We're off the Yamnation project until the weather improves, which it looks like it might for Saturday and Sunday, we'll see. I've had a couple of decent short sessions outside and at the gym, but I'm fighting a bit of a tendon tweak and also something in my elbow. I can always tell when I'm at my peak fitness, it's a delicate dance between climbing too much and getting really injured, or not climbing enough and starting the slide away from top fitness.
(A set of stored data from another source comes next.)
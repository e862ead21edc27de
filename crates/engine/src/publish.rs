// SPDX-License-Identifier: BUSL-1.1
// Copyright (c) 2026 Alfred Jean LLC

//! Validator/publisher: wraps the external dashboard writer.
//!
//! The writer owns the dashboard contract and the layout budget; this
//! module owns getting payloads to it safely and classifying its
//! verdicts. Publish-mode atomic replacement of the live file is the
//! writer's job.

use crate::subprocess::run_with_timeout;
use plash_core::DisplayProfile;
use serde_json::Value;
use std::fs;
use std::io;
use std::path::PathBuf;
use std::time::Duration;
use tokio::process::Command;

use thiserror::Error;

/// Floor for the writer subprocess timeout.
const MIN_WRITER_TIMEOUT: Duration = Duration::from_secs(15);

/// Marker the writer prints when the layout budget is the reason.
const LAYOUT_BUDGET_MARKER: &str = "layout budget exceeded";

/// Errors from writer invocations
#[derive(Debug, Error)]
pub enum PublishError {
    #[error("layout budget exceeded: {0}")]
    LayoutBudget(String),
    #[error("dashboard payload rejected: {0}")]
    SchemaRejected(String),
    #[error("dashboard writer failed: {0}")]
    Writer(String),
    #[error("IO error: {0}")]
    Io(#[from] io::Error),
    #[error("JSON error: {0}")]
    Json(#[from] serde_json::Error),
}

/// How to reach the external writer.
#[derive(Debug, Clone)]
pub struct WriterSettings {
    pub python_bin: PathBuf,
    pub script: PathBuf,
    pub live_path: PathBuf,
    pub overflow_tolerance_px: u32,
    pub session_timeout: Duration,
}

enum Mode {
    ValidateOnly,
    Publish,
}

/// Wraps the out-of-process writer for validation and publishing.
#[derive(Debug, Clone)]
pub struct Publisher {
    settings: WriterSettings,
}

impl Publisher {
    pub fn new(settings: WriterSettings) -> Self {
        Self { settings }
    }

    pub fn live_path(&self) -> &PathBuf {
        &self.settings.live_path
    }

    /// Run the writer's contract and layout-budget checks without
    /// touching the live file.
    pub async fn validate_only(
        &self,
        payload: &Value,
        profile: &DisplayProfile,
    ) -> Result<(), PublishError> {
        self.invoke(payload, profile, Mode::ValidateOnly).await
    }

    /// Validate and atomically replace the live dashboard file.
    pub async fn publish(
        &self,
        payload: &Value,
        profile: &DisplayProfile,
    ) -> Result<(), PublishError> {
        self.invoke(payload, profile, Mode::Publish).await
    }

    async fn invoke(
        &self,
        payload: &Value,
        profile: &DisplayProfile,
        mode: Mode,
    ) -> Result<(), PublishError> {
        let live_path = &self.settings.live_path;
        let parent = live_path
            .parent()
            .ok_or_else(|| io::Error::new(io::ErrorKind::InvalidInput, "live path has no parent"))?;
        fs::create_dir_all(parent)?;

        // Sibling temp dir keeps the payload on the writer's filesystem.
        let tmp_dir = tempfile::Builder::new().prefix(".plash-writer-").tempdir_in(parent)?;
        let input_path = tmp_dir.path().join("payload.json");
        let mut text = serde_json::to_string_pretty(payload)?;
        text.push('\n');
        fs::write(&input_path, text)?;

        let mut cmd = Command::new(&self.settings.python_bin);
        cmd.arg(&self.settings.script).arg("--input").arg(&input_path);
        match mode {
            Mode::ValidateOnly => {
                cmd.arg("--validate-only");
            }
            Mode::Publish => {
                cmd.arg("--output").arg(live_path).arg("--touch-generated-at");
            }
        }
        cmd.env("PLASH_TARGET_VIEWPORT_HEIGHT", profile.height_px.to_string())
            .env("PLASH_LAYOUT_SAFETY_MARGIN", profile.layout_safety_margin_px.to_string())
            .env(
                "PLASH_LAYOUT_OVERFLOW_TOLERANCE",
                self.settings.overflow_tolerance_px.to_string(),
            )
            .env("PLASH_FRAME_TOP", profile.safe_top_px.to_string())
            .env("PLASH_FRAME_BOTTOM", profile.safe_bottom_px.to_string());

        let timeout = self.settings.session_timeout.max(MIN_WRITER_TIMEOUT);
        let output = run_with_timeout(cmd, timeout, "dashboard writer")
            .await
            .map_err(|err| PublishError::Writer(err.to_string()))?;

        if output.status.success() {
            return Ok(());
        }

        let stderr = String::from_utf8_lossy(&output.stderr).trim().to_string();
        if stderr.to_lowercase().contains(LAYOUT_BUDGET_MARKER) {
            Err(PublishError::LayoutBudget(stderr))
        } else {
            Err(PublishError::SchemaRejected(stderr))
        }
    }
}

#[cfg(test)]
#[path = "publish_tests.rs"]
mod tests;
Yesterday we actually made it to the Yam parking lot before realizing we were too late (funny how coffee can turn into coffees...), we simply didn't have the fire and thought the cliff would be under snow. It wasn't, we could likely have climbed a bit before the weather totally went to hell. We set up the spotting scope and could actually see one of the bolts from our "low" point, it looks like it's only about 10M from our "high" point, so that fired us up a bit, linkage is close. I think we have a minimum of four more days to get the route done, one to bolt/work the lower pitches, then another for final tweaking, then two more to redpoint the rig. I'm learning each pitch as we climb to the high point and then bolt a bit, but most seem really hard. I want to get this rig done before winter sets in like a frozen skating rink, I don't know when the next time will be that I have this level of fitness... The last time I could onsight and redpoint well on rock was about 2001, so it might be a while. Pressure is good.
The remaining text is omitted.